The Indian Express (Delhi Edition)
Surveillance and The Pollster-geist
Astrologers and pollsters can both befuddle with their predictions, and how to say ‘No’ to the spy in your toaster
BEFORE THE exit polls began to run, India Today TV caused considerable public excitement by turning to tarot readers and astrologers. Rahul Kanwal has been fielding three-cornered brickbats for fielding charlatans to play off against the high priests of the mean, median and mode, but perhaps the derision emanating from the liberal community is undeserved. Surely an astrologer’s reading of the polls is no more unreliable than a pollster’s? The discredited fraternity needs to spread the blame, and the distant descendants of Varahamihira — who was a fine astronomer but in the fashion of Indian astronomers, an astrologer first — are readily available. And anyway, astrologers are the kings of morning television, telling people what to eat, what colour to dress in and what sacrifices to make in order to stave off disaster.

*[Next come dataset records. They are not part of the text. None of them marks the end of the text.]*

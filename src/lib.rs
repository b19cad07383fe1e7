//! # Survey Relevance
//!
//! 使用大模型批量判断学术论文与调研主题相关性的 Rust 应用程序
//!
//! ## 架构设计
//!
//! 本系统采用分层架构：
//!
//! ### ① 客户端层（Clients）
//! - `clients/` - 推理服务 I/O 边界，不含业务逻辑
//! - `InferenceClient` - 可替换的推理接口（测试中使用脚本化实现）
//! - `OpenAiCompatibleClient` - 基于 async-openai 的实现（Ollama、vLLM 等）
//!
//! ### ② 业务能力层（Services）
//! - `services/` - 描述"我能做什么"，不关心流程
//! - `PromptBuilder` - 构建判断提示词
//! - `ResponseParser` - 从自由文本中提取并校验判断结果
//! - `CheckpointStore` - 原子读写检查点
//! - `CsvExporter` - 导出结果和统计
//!
//! ### ③ 流程层（Workflow）
//! - `workflow/` - 定义"一篇论文"的完整判断流程
//! - `JudgmentEngine` - 提示词 → 推理 → 解析，带重试，永不失败
//!
//! ### ④ 编排层（Orchestration）
//! - `orchestrator/batch_coordinator` - 批内并发，保持顺序
//! - `orchestrator/pipeline_driver` - 文件/批次推进、检查点恢复、中断、导出
//!
//! ## 模块结构

pub mod cli;
pub mod clients;
pub mod config;
pub mod error;
pub mod models;
pub mod orchestrator;
pub mod services;
pub mod utils;
pub mod workflow;

// 重新导出常用类型
pub use clients::{InferenceClient, OpenAiCompatibleClient};
pub use config::Config;
pub use error::{AppError, AppResult};
pub use models::{Checkpoint, Judgment, Paper, PaperResult, RelevanceRating};
pub use orchestrator::{PipelineDriver, ResumeMode, RunOutcome, RunReport};
pub use utils::CancelToken;
pub use workflow::JudgmentEngine;
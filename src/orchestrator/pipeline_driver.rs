//! 流水线驱动 - 编排层
//!
//! ## 职责
//!
//! 1. **恢复决策**：发现检查点时展示概要，按主题匹配情况和运行模式决定恢复或重新开始
//! 2. **逐文件逐批处理**：文件和批次严格顺序执行，批内并发委托 [`BatchCoordinator`]
//! 3. **进度持久化**：每批完成后写检查点；中断时尽力保存一次
//! 4. **结果导出**：全部完成后导出 CSV，并删除检查点
//!
//! ## 状态流转
//!
//! ```text
//! Idle → ResumeDecision → FreshRun | ResumingRun → PerFile ⇄ PerBatch → Exporting → Done
//!                                                   └──────┴──→ Interrupted
//! ```

use std::collections::BTreeSet;
use std::path::PathBuf;
use std::sync::Arc;
use std::time::{Duration, Instant};

use chrono::Utc;
use dialoguer::{theme::ColorfulTheme, Confirm};
use futures::StreamExt;
use tracing::{debug, error, info, warn, Instrument, Span};

use crate::clients::InferenceClient;
use crate::config::Config;
use crate::error::{AppError, AppResult};
use crate::models::{
    Checkpoint, CheckpointSummary, CollectionSummary, Paper, PaperFilter, PaperLoader,
    PaperResult, RatingCounts, RelevanceRating,
};
use crate::orchestrator::BatchCoordinator;
use crate::services::{CheckpointStore, CsvExporter};
use crate::utils::cancel::CancelToken;
use crate::utils::logging;
use crate::workflow::JudgmentEngine;

/// 存在检查点时如何处理
#[derive(Debug, Clone, Copy, PartialEq, Eq, Default)]
pub enum ResumeMode {
    /// 交互式询问
    #[default]
    Ask,
    /// 主题一致时直接恢复
    Resume,
    /// 丢弃检查点
    Fresh,
}

/// 运行阶段
#[derive(Debug, Clone, Copy, PartialEq, Eq)]
pub enum RunPhase {
    Idle,
    ResumeDecision,
    FreshRun,
    ResumingRun,
    PerFile,
    PerBatch,
    Exporting,
    Done,
    Interrupted,
}

/// 成功运行的结果
#[derive(Debug, Clone)]
pub struct RunReport {
    pub counts: RatingCounts,
    pub total_processed: usize,
    pub output_file: PathBuf,
    pub summary_file: PathBuf,
    pub filtered_files: Vec<PathBuf>,
    pub resumed: bool,
    pub elapsed: Duration,
}

/// 运行结束方式
#[derive(Debug, Clone)]
pub enum RunOutcome {
    /// dry-run：只统计语料
    DryRun(CollectionSummary),
    Completed(RunReport),
}

/// 运行过程中由驱动独占的可变状态，只在批次之间修改
struct RunState {
    phase: RunPhase,
    results: Vec<PaperResult>,
    total_processed: usize,
    processed_files: BTreeSet<String>,
    /// 检查点中的断点：(文件名, 下一个批次)
    resume_point: Option<(String, usize)>,
    /// 正在处理的文件和批次
    in_flight: Option<(String, usize)>,
    resumed: bool,
}

impl RunState {
    fn fresh() -> Self {
        Self {
            phase: RunPhase::Idle,
            results: Vec::new(),
            total_processed: 0,
            processed_files: BTreeSet::new(),
            resume_point: None,
            in_flight: None,
            resumed: false,
        }
    }

    fn from_checkpoint(checkpoint: Checkpoint) -> Self {
        let resume_point = checkpoint
            .current_file
            .map(|file| (file, checkpoint.current_batch_index));
        Self {
            phase: RunPhase::Idle,
            results: checkpoint.results,
            total_processed: checkpoint.total_processed,
            processed_files: checkpoint.processed_files,
            resume_point,
            in_flight: None,
            resumed: true,
        }
    }

    fn transition(&mut self, to: RunPhase) {
        debug!("阶段切换: {:?} → {:?}", self.phase, to);
        self.phase = to;
    }

    /// 文件完成：加入已完成集合，清除相关断点
    fn finish_file(&mut self, filename: String) {
        if self
            .resume_point
            .as_ref()
            .is_some_and(|(file, _)| file == &filename)
        {
            self.resume_point = None;
        }
        self.in_flight = None;
        self.processed_files.insert(filename);
    }

    fn has_progress(&self) -> bool {
        !self.results.is_empty() || !self.processed_files.is_empty()
    }
}

/// 流水线驱动
pub struct PipelineDriver {
    config: Config,
    loader: PaperLoader,
    filter: PaperFilter,
    coordinator: BatchCoordinator,
    store: CheckpointStore,
    exporter: CsvExporter,
    cancel: CancelToken,
    resume_mode: ResumeMode,
    span: Span,
}
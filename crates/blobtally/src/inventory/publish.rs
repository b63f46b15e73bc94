//! Idempotent publication of finished chunks
//!
//! Every chunk is written to the destination with create-if-absent
//! semantics. A destination that already holds an object of identical size
//! counts as published, which makes re-running a finished crawl a no-op.
//! Any other answer is a failure the caller must not ignore.

use super::error::Result;
use async_trait::async_trait;
use std::fmt;
use std::path::Path;
use std::sync::Arc;
use tracing::{info, warn};

/// What a destination reports for a conditional create
#[derive(Debug, Clone, PartialEq, Eq)]
pub enum ConditionalPut {
    /// The object did not exist and was written
    Created,
    /// An object already exists under the key with the same byte size
    AlreadyExistsSameSize,
    /// Anything else, with a description for the logs
    Other(String),
}

/// Destination for published chunks.
#[async_trait]
pub trait DestinationStore: Send + Sync {
    /// Write `local` under `key` unless an object already exists there.
    ///
    /// `Err` is reserved for failures to even reach the destination or read
    /// the local file.
    async fn put_if_absent(&self, key: &str, local: &Path) -> Result<ConditionalPut>;

    /// Human readable location of `key`, for logs.
    fn describe(&self, key: &str) -> String {
        key.to_string()
    }
}

/// Result of publishing one chunk
#[derive(Debug, Clone, PartialEq, Eq)]
pub enum PublishOutcome {
    Created,
    SkippedIdentical,
    Failed(String),
}

impl fmt::Display for PublishOutcome {
    fn fmt(&self, f: &mut fmt::Formatter<'_>) -> fmt::Result {
        match self {
            PublishOutcome::Created => write!(f, "created"),
            PublishOutcome::SkippedIdentical => write!(f, "skipped (identical size)"),
            PublishOutcome::Failed(reason) => write!(f, "failed: {}", reason),
        }
    }
}

/// Publishes local chunks to a destination store
#[derive(Clone)]
pub struct UploadReconciler {
    store: Arc<dyn DestinationStore>,
    prefix: String,
}

impl UploadReconciler {
    pub fn new(store: Arc<dyn DestinationStore>) -> Self {
        Self {
            store,
            prefix: String::new(),
        }
    }

    /// Prepend `prefix` to every destination key.
    pub fn with_prefix(mut self, prefix: impl Into<String>) -> Self {
        self.prefix = prefix.into();
        self
    }

    pub fn destination_key(&self, key: &str) -> String {
        format!("{}{}", self.prefix, key)
    }

    /// Publish one chunk. The local file is left in place.
    pub async fn publish(&self, local: &Path, key: &str) -> PublishOutcome {
        let key = self.destination_key(key);
        let location = self.store.describe(&key);
        match self.store.put_if_absent(&key, local).await {
            Ok(ConditionalPut::Created) => {
                info!(destination = %location, "Output CSV successfully written to destination");
                PublishOutcome::Created
            }
            Ok(ConditionalPut::AlreadyExistsSameSize) => {
                info!(destination = %location, "Skipped writing output CSV, file size is equal");
                PublishOutcome::SkippedIdentical
            }
            Ok(ConditionalPut::Other(detail)) => {
                warn!(destination = %location, detail = %detail, "Destination rejected chunk");
                PublishOutcome::Failed(detail)
            }
            Err(e) => {
                warn!(destination = %location, error = %e, "Could not publish chunk");
                PublishOutcome::Failed(e.to_string())
            }
        }
    }
}

#[cfg(test)]
mod tests {
    use super::*;
    use crate::backends::memory::MemoryDestination;
    use std::fs;
    use tempfile::tempdir;

    #[tokio::test]
    async fn test_publish_then_republish_is_skipped() {
        let dir = tempdir().unwrap();
        let local = dir.path().join("chunk.csv");
        fs::write(&local, "header\r\nrow\r\n").unwrap();

        let store = Arc::new(MemoryDestination::new());
        let reconciler = UploadReconciler::new(store.clone()).with_prefix("manifests/");

        assert_eq!(
            reconciler.publish(&local, "a/c/r-0.csv").await,
            PublishOutcome::Created
        );
        assert_eq!(
            reconciler.publish(&local, "a/c/r-0.csv").await,
            PublishOutcome::SkippedIdentical
        );
        assert!(store.contains("manifests/a/c/r-0.csv"));
        assert!(local.exists());
    }

    #[tokio::test]
    async fn test_size_mismatch_fails() {
        let dir = tempdir().unwrap();
        let local = dir.path().join("chunk.csv");
        fs::write(&local, "header\r\nrow\r\n").unwrap();

        let store = Arc::new(MemoryDestination::new());
        store.insert("a/c/r-0.csv", b"something else entirely".to_vec());
        let reconciler = UploadReconciler::new(store);

        let outcome = reconciler.publish(&local, "a/c/r-0.csv").await;
        assert!(matches!(outcome, PublishOutcome::Failed(_)));
    }

    #[tokio::test]
    async fn test_missing_local_file_fails() {
        let dir = tempdir().unwrap();
        let reconciler = UploadReconciler::new(Arc::new(MemoryDestination::new()));
        let outcome = reconciler
            .publish(&dir.path().join("missing.csv"), "k.csv")
            .await;
        assert!(matches!(outcome, PublishOutcome::Failed(_)));
    }
}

In communications technology, what is old hat to practitioners is often news to the public. This week, there have been two instances, domestic and international, of tech non-news making headlines. The big international headline in communications is the latest Wikileaks dump, which suggests that US government spooks and their contractors can take control of your phones, computers, car, smart television and your toaster. This is not exactly news to people working in the field. Opportunities to turn our devices into bugs have multiplied with the proliferation of internet-connected hardware, and the birth of the internet of things is going to take this game to a new level.
Off the air surveillance of mobile networks and digital circuits is completely undetectable now. Earlier, the “off-hook” hack was used to delude landlines into believing that they had been picked up, at which point they turned into always-on bugs. Now, a similar trick is being used to turn smart TVS into surveillance devices. Modern devices are much more useful than their predecessors, which snooped on sound. Now, almost everything has a camera, and it is not very hard for a hacker to turn it on remotely. The more things change, the more they remain the same.
The source code of the surveillance software which the Wikileaks dump exposes will be shared with the industry, so that they can protect their products better. But what the coverage around the story does not highlight is that the target of state surveillance — the public in general — usually has to explicitly grant permissions before it can work. “Zero day exploits” are the exception — vulnerabilities which the programmer, seller and user of a product did not know about before it was released. They give the ungodly a small window of opportunity before the hole is patched. Apart from that, a person’s privacy can be violated only with his or her consent and active participation. You have to surf to an unsafe location, click something visibly dodgy, or open an email you really shouldn’t see to give the government the toe in the electronic door. The rule of thumb is very simple: if you don’t want your TV or toaster to compromise you, discourage them from surfing porn sites and responding to Nigerian scam mails.
Meanwhile, here at home, BJP MP Rajeev Chandrasekhar is making news online precisely when he may have wished to fly under the radar. Getting a temporary injunction against The Wire and forcing it to pull down two articles has given new life to those very articles, and runaway human curiosity is causing otherwise disinterested people to shrug off their political lassitude and go hunting for them. One explores the possibility of a conflict of interest in defence procurement, and the other discusses Chandrasekhar’s backing for Republic, the new “independent” TV channel announced by Arnab Goswami, which still remains on the drawing board. There is a linguistic conflict here — an “independent” channel should not be dependent on a party MP.
What’s baffling about this matter is the legal action. Chandrasekhar knows how the internet works. Was he really not aware that the takedown is history? The internet is anyway designed as a multiple redundancy system. Concerted human agency is required for it to lose data. And with the proliferation of spiders, no one has any idea how many copies of a web page which has been taken down still exist in online. In this case, copies exist on archive.is, which appears to be located in Iceland but reports a Prague address, uses services based in Liechtenstein and is attributed to either a Russian skater or a glamour photographer. This is clearly a guy disinterested in fame, and only interested in offering a service which people can use to permanently archive their web pages if they fear takedowns.
Other copies must exist on Brewster Kahle’s Wayback Machine, which has archived The Wire pretty diligently. The last snapshot was taken just days ago, on March 6. It is really not rocket science to access these archives, and the takedown had the effect of exciting public attention, the same as hiding candy from children. And hence the revived, childlike interest on Twitter in the very ethical questions which the takedown was supposed to discourage. If you don’t want people to see something, try leaving it in full sight.
You have to surf to an unsafe location, click something visibly dodgy, or open an email you really shouldn’t see to give the government the toe in the electronic door.